Recent activities focused on ‘solutions’ R&D

After leaving NIST, Prabhakar moved to the West Coast to take up a position in private industry. She made brief stops as a senior executive at the companies Raychem and Interval Research, and then from 2001 to 2010 she joined the Silicon Valley firm U.S. Venture Partners, which focused on providing early-stage support for startups.

Her portfolio continued to revolve around semiconductors, though it later also encompassed technologies such as solar photovoltaics and battery management. She recalled the experience as educational but grueling, remarking, “I know very few happy venture capitalists.”

In 2012, Prabhakar was appointed director of DARPA, which commanded a budget of almost $3 billion, several times larger than that of NIST. At that point, DARPA’s portfolio in biology was expanding, covering subjects such as the application of neuroscience to prosthetics as well as methods of rapidly developing vaccines and antibody treatments, which proved urgently relevant during the COVID-19 pandemic.

To coordinate such efforts, Prabhakar created a Biological Technologies Office in 2014, echoing the agency’s earlier creation of its microelectronics office.

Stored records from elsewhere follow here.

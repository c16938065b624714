//! The monitor's cycle loop: Observe -> Filter -> Reason -> Decide -> Act.
//!
//! Per-cycle errors are contained within the cycle; the loop always
//! continues. Ten consecutive observation failures degrade the loop to a
//! 10x poll interval until one observation succeeds again.

use std::sync::{
    atomic::{AtomicBool, AtomicU64, Ordering},
    Arc, RwLock,
};
use std::time::Duration;

use tokio::sync::watch;
use tracing::{error, info, warn};

use crate::{
    actor::{IntentSlot, PendingIntent, StateCache},
    config::{DeciderThresholds, FilterThresholds},
    decider::{decide, ActionKind, Intent},
    errors::ChainError,
    events::{EventPayload, LifecyclePhase},
    filter::{should_reason, AnomalySignal},
    observer::{Observer, Snapshot},
    reasoner::{Classification, Reasoner},
    store::EventStore,
    types::CycleIndex,
};

/// Consecutive observation failures before the loop degrades.
const DEGRADE_AFTER_FAILURES: u32 = 10;
/// Poll interval multiplier while degraded.
const DEGRADED_INTERVAL_FACTOR: u32 = 10;

/// Live counters exposed through the HTTP API.
#[derive(Default)]
pub struct MonitorStatus {
    pub running: AtomicBool,
    pub degraded: AtomicBool,
    pub cycles: AtomicU64,
    pub llm_calls: AtomicU64,
}

/// Most recent snapshot, shared read-mostly with the API server.
#[derive(Default)]
pub struct LatestSnapshot {
    inner: RwLock<Option<Snapshot>>,
}

impl LatestSnapshot {
    pub fn set(&self, snapshot: Snapshot) {
        *self.inner.write().expect("latest snapshot poisoned") = Some(snapshot);
    }

    pub fn get(&self) -> Option<Snapshot> {
        self.inner.read().expect("latest snapshot poisoned").clone()
    }
}

/// What one cycle concluded; returned for tests and logging.
pub struct CycleReport {
    pub snapshot: Snapshot,
    pub signal: Option<AnomalySignal>,
    pub classification: Classification,
    pub intent: Intent,
}

pub struct Agent {
    observer: Observer,
    reasoner: Reasoner,
    filter_thresholds: FilterThresholds,
    decider_thresholds: DeciderThresholds,
    slot: Arc<IntentSlot>,
    state_cache: Arc<StateCache>,
    store: Arc<EventStore>,
    status: Arc<MonitorStatus>,
    latest: Arc<LatestSnapshot>,
    poll_interval: Duration,
    consecutive_failures: u32,
}

impl Agent {
    #[allow(clippy::too_many_arguments)]
    pub fn new(
        observer: Observer,
        reasoner: Reasoner,
        filter_thresholds: FilterThresholds,
        decider_thresholds: DeciderThresholds,
        slot: Arc<IntentSlot>,
        state_cache: Arc<StateCache>,
        store: Arc<EventStore>,
        status: Arc<MonitorStatus>,
        latest: Arc<LatestSnapshot>,
        poll_interval: Duration,
    ) -> Self {
        Self {
            observer,
            reasoner,
            filter_thresholds,
            decider_thresholds,
            slot,
            state_cache,
            store,
            status,
            latest,
            poll_interval,
            consecutive_failures: 0,
        }
    }

    /// Runs one full cycle. Observation failures abort the cycle without
    /// emitting partial events.
    pub async fn run_cycle(&mut self) -> Result<CycleReport, ChainError> {
        let snapshot = self.observer.observe().await?;
        let cycle = snapshot.cycle;

        self.state_cache.set(snapshot.flags);
        self.latest.set(snapshot.clone());
        self.status.cycles.fetch_add(1, Ordering::Relaxed);
        self.store
            .append(cycle, EventPayload::observation(&snapshot));

        let signal = should_reason(&snapshot, &self.filter_thresholds);

        let classification = match signal {
            Some(signal) => {
                self.store.append(
                    cycle,
                    EventPayload::Anomaly {
                        block: snapshot.block,
                        signal,
                        price_deviation: snapshot.deviation,
                    },
                );
                let classification = self.reasoner.classify(&snapshot, signal).await;
                self.status
                    .llm_calls
                    .store(self.reasoner.llm_calls(), Ordering::Relaxed);
                self.store
                    .append(cycle, EventPayload::reasoning(snapshot.block, &classification));
                if classification.is_threat() {
                    warn!(
                        kind = %classification.kind,
                        confidence = %classification.confidence,
                        "threat classified"
                    );
                }
                classification
            }
            // Quiet cycle: no reasoning event is recorded at all.
            None => Classification::deterministic_skip(),
        };

        let state = self.state_cache.get();
        let intent = decide(&classification, &state, &self.decider_thresholds);

        if intent.action != ActionKind::None {
            self.store.append(
                cycle,
                EventPayload::Decision {
                    block: snapshot.block,
                    action: intent.action,
                    rationale: intent.rationale.clone(),
                    confidence: intent.confidence,
                },
            );
            self.slot.offer(PendingIntent {
                intent: intent.clone(),
                cycle,
                block: snapshot.block,
            });
        }

        Ok(CycleReport {
            snapshot,
            signal,
            classification,
            intent,
        })
    }

    /// Main loop; exits on the shutdown signal.
    pub async fn run(mut self, mut shutdown: watch::Receiver<bool>) {
        self.status.running.store(true, Ordering::Relaxed);
        self.store.append(
            CycleIndex::new(0),
            EventPayload::Lifecycle {
                phase: LifecyclePhase::Started,
                message: format!(
                    "monitor online, polling every {:?}",
                    self.poll_interval
                ),
            },
        );

        let mut interval = self.poll_interval;
        loop {
            tokio::select! {
                changed = shutdown.changed() => {
                    if changed.is_err() || *shutdown.borrow() {
                        break;
                    }
                }
                _ = tokio::time::sleep(interval) => {
                    match self.run_cycle().await {
                        Ok(report) => {
                            self.consecutive_failures = 0;
                            if self.status.degraded.swap(false, Ordering::Relaxed) {
                                interval = self.poll_interval;
                                self.store.append(
                                    report.snapshot.cycle,
                                    EventPayload::Lifecycle {
                                        phase: LifecyclePhase::Recovered,
                                        message: "observation recovered; normal poll interval restored"
                                            .to_string(),
                                    },
                                );
                            }
                        }
                        Err(err) => {
                            self.consecutive_failures += 1;
                            warn!(
                                failures = self.consecutive_failures,
                                "observation cycle failed: {err}"
                            );
                            let cycle = CycleIndex::new(self.status.cycles.load(Ordering::Relaxed));
                            if !err.is_transient() {
                                self.store.append(
                                    cycle,
                                    EventPayload::Lifecycle {
                                        phase: LifecyclePhase::Error,
                                        message: format!("cycle aborted: {err}"),
                                    },
                                );
                            }
                            if self.consecutive_failures >= DEGRADE_AFTER_FAILURES
                                && !self.status.degraded.swap(true, Ordering::Relaxed)
                            {
                                interval = self.poll_interval * DEGRADED_INTERVAL_FACTOR;
                                error!(
                                    "{} consecutive observation failures; slowing to {:?}",
                                    self.consecutive_failures, interval
                                );
                                self.store.append(
                                    cycle,
                                    EventPayload::Lifecycle {
                                        phase: LifecyclePhase::Degraded,
                                        message: format!(
                                            "{} consecutive observation failures; poll interval {:?}",
                                            self.consecutive_failures, interval
                                        ),
                                    },
                                );
                            }
                        }
                    }
                }
            }
        }

        self.status.running.store(false, Ordering::Relaxed);
        let counters = self.store.counters();
        let cycles = self.status.cycles.load(Ordering::Relaxed);
        let llm_calls = self.reasoner.llm_calls();
        let blocks_per_llm_call = cycles as f64 / llm_calls.max(1) as f64;
        info!(
            cycles,
            threats = counters.threats_detected,
            actions = counters.actions_taken,
            llm_calls,
            blocks_per_llm_call,
            "monitor stopped"
        );
        self.store.append(
            CycleIndex::new(cycles),
            EventPayload::Lifecycle {
                phase: LifecyclePhase::Stopped,
                message: format!(
                    "monitor stopped after {cycles} cycles ({} threats, {} actions, {llm_calls} llm calls)",
                    counters.threats_detected, counters.actions_taken
                ),
            },
        );
    }
}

She also launched a Pandemic Prevention Platform focused on antibody treatments.

In addition, she fostered research in social science, regarding it as increasingly important to the effective application of science and technology. After leaving DARPA at the end of the Obama administration, she carried that interest into a nonprofit organization she founded called Actuate, which aims to leverage philanthropic funding to advance technology “solutions” in areas such as climate change, health, and data science.

Prabhakar’s approach to innovation at high tide

Since the beginning of the Biden administration, Prabhakar has broadly advocated for using the DARPA model to focus the U.S. R&D “ecosystem” on national problems. She has also specifically recommended creating an ARPA organization within the Labor Department that would develop methods for helping workers locate and train for better jobs.

Prabhakar’s advocacy aligns with Biden’s focus on integrating R&D and economic policy, such as through last year’s Infrastructure Investment and Jobs Act as well as the subsidies for the semiconductor industry currently nearing the finish line in Congress. The semiconductor program in particular would bookend Prabhakar’s early experience with DARPA and Sematech in the 1980s and ‘90s.

Also, as OSTP director Prabhakar will be poised to help implement new and proposed innovation initiatives. The National Science Foundation recently set up a Directorate for Technology, Innovation, and Partnerships that aims to strengthen the links between research and its application, including through a new Regional Innovation Engines program. Congress may soon endorse plans to significantly expand the NSF directorate and could steer it to serve specific technology areas. Lawmakers are also contemplating creating a separate technology hub program in the Commerce Department.

In addition, Prabhakar would take over from Francis Collins the implementation of the new ARPA for Health, which Congress created this year with an initial appropriation of $1 billion. She previously worked with Collins on the Obama administration’s BRAIN Initiative, but as DARPA director she sought to carve out an approach to biomedical research that was distinct from that of NIH, which she regarded as singularly focused on academic research.

“You would be shocked to find how hostile NIH was to things like our infectious disease work and our neuroscience work. They are in the business of publishing papers. We were in the business of demonstrating solutions that could change the world,” she told AIP.